ERC grant for plasmid research to Tal Dagan
European Research Council funds research project "pMolEvol" on the evolution of plasmids at Kiel University with 2 million euros
Another success for the evolutionary researchers led by Professor Tal Dagan from the Institute of General Microbiology at Kiel University: The European Research Council (ERC) is supporting her research on the evolution of plasmids with an ERC Consolidator Grant. For the next five years, the Kiel professor, who is active in the Kiel Evolution Center (KEC) and the Translational Evolutionary Biology (TransEvo) Research Training Group, will receive around two million euros in funding. This will enable Prof. Dagan and her team at the Kiel Microbiology to focus on the project "Molecular and Genome Evolution of Prokaryotic Plasmids" (pMolEvol), starting in Spring 2023. The overarching goal of the project is to create a new, unified concept of the molecular and genome evolution of plasmids. Research into these connections plays an important role in better understanding the evolution of prokaryotes, i.e. a large variety of unicellular organisms, which include various bacterial pathogens.

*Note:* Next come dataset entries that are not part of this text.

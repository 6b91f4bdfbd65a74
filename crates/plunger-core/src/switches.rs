//! Switch boundary
//!
//! The switch-sensing collaborator debounces and reports transitions; the core
//! keeps one reactive object per switch and turns each transition into a
//! `Switch` event.

use crate::config::SwitchConfig;
use crate::event::EventKind;
use crate::machine::Machine;
use crate::time::Time;
use crate::{Error, FieldRef, ObjectId, Result, SwitchId, Value};
use tracing::{debug, trace};

fn closed_field(id: &SwitchId) -> FieldRef {
    FieldRef::new(ObjectId::Switch(id.clone()), "closed")
}

fn last_change_field(id: &SwitchId) -> FieldRef {
    FieldRef::new(ObjectId::Switch(id.clone()), "last_change")
}

impl Machine {
    /// Register a switch; re-registering keeps the current state
    pub fn add_switch(&mut self, config: SwitchConfig) {
        let object = ObjectId::Switch(config.id.clone());
        self.declare(object.clone(), "closed", false);
        self.declare(object, "last_change", 0u64);
        debug!(switch = %config.id, name = %config.name, "switch registered");
        self.switches.insert(config.id.clone(), config);
    }

    pub fn switch_config(&self, id: &SwitchId) -> Option<&SwitchConfig> {
        self.switches.get(id)
    }

    /// Registered switches in configuration order
    pub fn switch_ids(&self) -> impl Iterator<Item = &SwitchId> {
        self.switches.keys()
    }

    /// Apply a transition reported by the switch collaborator
    ///
    /// Returns false when the switch already was in that state; nothing is
    /// published then.
    pub fn feed_switch(&mut self, id: &SwitchId, closed: bool) -> Result<bool> {
        if !self.switches.contains_key(id) {
            return Err(Error::UnknownSwitch(id.clone()));
        }
        let field = closed_field(id);
        if self.state.peek(&field).map(Value::is_truthy) == Some(closed) {
            trace!(switch = %id, closed, "switch repeat ignored");
            return Ok(false);
        }
        let now = self.now();
        self.set(&last_change_field(id), now)?;
        self.set(&field, closed)?;
        debug!(switch = %id, closed, at = now, "switch transition");
        self.emit(EventKind::Switch {
            switch: id.clone(),
            closed,
        });
        Ok(true)
    }

    /// Current switch state; tracked
    pub fn is_closed(&self, id: &SwitchId) -> bool {
        self.get_bool(&closed_field(id))
    }

    /// Time of the last transition; tracked
    pub fn last_change(&self, id: &SwitchId) -> Option<Time> {
        self.get(&last_change_field(id))
            .and_then(Value::as_int)
            .map(|t| t as Time)
    }

    /// Closed and unchanged for at least `ms`; depends on the clock
    pub fn on_for(&self, id: &SwitchId, ms: Time) -> bool {
        self.is_closed(id) && self.held_for(id, ms)
    }

    /// Open and unchanged for at least `ms`; depends on the clock
    pub fn off_for(&self, id: &SwitchId, ms: Time) -> bool {
        !self.is_closed(id) && self.held_for(id, ms)
    }

    fn held_for(&self, id: &SwitchId, ms: Time) -> bool {
        let since = self.last_change(id).unwrap_or(0);
        self.now_tracked().saturating_sub(since) >= ms
    }
}

#[cfg(test)]
mod tests {
    use super::*;
    use crate::config::MachineConfig;
    use crate::event::on;
    use crate::testing::Recorder;
    use crate::Runtime;

    fn runtime() -> Runtime {
        let config = MachineConfig::default()
            .with_switch(SwitchConfig::new("start", "Start Button"))
            .with_switch(SwitchConfig::new("trough1", "Trough 1").min_on(50));
        Runtime::virtual_time(config, crate::NullTransport)
    }

    #[test]
    fn test_feed_switch_ignores_repeats() {
        let mut rt = runtime();
        let events = Recorder::attach(&rt);
        assert!(rt.feed_switch(&"start".into(), true).unwrap());
        assert!(!rt.feed_switch(&"start".into(), true).unwrap());
        assert!(rt.feed_switch(&"start".into(), false).unwrap());
        let seen = events.matching(on::switch("start"));
        assert_eq!(seen.len(), 2);
    }

    #[test]
    fn test_unknown_switch() {
        let mut rt = runtime();
        let err = rt.feed_switch(&"tilt".into(), true);
        assert!(matches!(err, Err(Error::UnknownSwitch(_))));
    }

    #[test]
    fn test_on_for_follows_clock() {
        let mut rt = runtime();
        let id = SwitchId::new("trough1");
        rt.advance_to(100).unwrap();
        rt.feed_switch(&id, true).unwrap();
        rt.with(|m| {
            assert!(m.is_closed(&id));
            assert_eq!(m.last_change(&id), Some(100));
            assert!(!m.on_for(&id, 50));
        });
        rt.advance_to(150).unwrap();
        rt.with(|m| {
            assert!(m.on_for(&id, 50));
            assert!(!m.off_for(&id, 0));
            assert_eq!(m.switch_config(&id).map(|c| c.min_on_ms), Some(50));
        });
    }
}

"On behalf of the university board, I congratulate Tal Dagan and her research team on this important success! The funding commitment from the European Research Council recognises above all their personal achievements and at the same time once again underlines the unique expertise at Kiel University and its partner institutions, which together are on the road to success towards becoming a unique, excellent location for evolutionary research nationwide."
Exploring the largely unknown evolution of plasmids
Plasmids are small, usually ring-shaped, double-stranded DNA molecules that can replicate independently of their host cell. Among other things, they occur in the genetic information of bacteria, but do not belong to the bacterial chromosome. Nevertheless, as a component of the prokaryotic genome, they play an important role in the ecology and evolution of these organisms. Bacteria can, for example, use plasmids to acquire novel genetic information that can give them a selection advantage - for example, in the form of certain resistance genes from plasmids that can make their hosts resistant to antibiotics.
So far, research has mainly focused on such and similar effects that plasmids trigger in their host organisms. "However, how the genetic information of the plasmids themselves developed in the course of evolution and which molecular processes are involved is still largely unexplored," emphasises KEC board member Dagan. "In our new project, we now want to focus on the fundamentals of the evolutionary success of the plasmids themselves," Dagan continues. To this end, the researchers want to look in particular at the replication and inheritance of the plasmids in the host cells and subsequently determine which evolutionary effects are important in this process and how they affect their genome evolution. This requires an extension of classical population genetics theory to plasmid populations in bacterial cells, for which the research team wants to create new conceptual approaches to plasmid evolution from emergence to extinction.
Evolutionary perspective in research and application
The "pMolEvol" project is part of a broad spectrum of evolutionary biology research initiatives at Kiel University and its partner institutions under the umbrella of the KEC. While this project is primarily concerned with basic research, Kiel's evolutionary researchers jointly focus on a strongly application-oriented perspective. In future, this novel evolutionary perspective in research and translation should contribute to finding solutions for various contemporary societal challenges, for example in medicine, environmental protection or safeguarding food security. "Our plasmid research makes an important contribution to translational evolution research – whenever bacterial organisms are involved. This includes mainly the evolution of bacterial pathogens and how certain genetic mechanisms help them to adapt to rapidly changing environmental conditions. This makes it an important building block in countering, for example, the antibiotic crisis or other challenges caused by man-made environmental changes," Dagan summarises.
Prof. Tal Dagan
Genomic Microbiology, Head
Institute for General Microbiology, Kiel University
+49 (0) 431 880-5712
The Kiel Evolution Center (KEC) is an interactive platform at Kiel University that aims to better coordinate evolutionary researchers in Kiel and surroundings. Furthermore, under the key term of "Translational Evolutionary Research", specific bridges should be built between fundamental research and practical applications. Alongside the promotion of science, the focus of the Kiel Evolution Center also expressly includes teaching and public relations work. In addition to CAU, there are researchers involved from the Helmholtz Center for Ocean Research Kiel (GEOMAR), the Max Planck Institute for Evolutionary Biology in Plön (MPI-EB) and the Research Center Borstel (FZB), Leibniz Center for Medical and Life Sciences.
About Kiel Life Science (KLS)
The interdisciplinary centre for applied life sciences – Kiel Life Science (KLS) – links research at the CAU from the fields of agricultural and nutritional sciences, the natural sciences and medicine. It forms one of four research focus areas at Kiel University, and is aimed at achieving a better understanding of the cellular and molecular processes with which organisms respond to environmental influences. The research is focussed on issues such as how agricultural crop plants adapt to specific growth conditions, or how illnesses can arise through the interaction of genes, individual lifestyle and environmental factors. Health is always viewed holistically in the context of evolution. Under the research focus’ name, there are currently around 80 scientists from 40 institutes and six faculties from Kiel University working collaboratively as full members.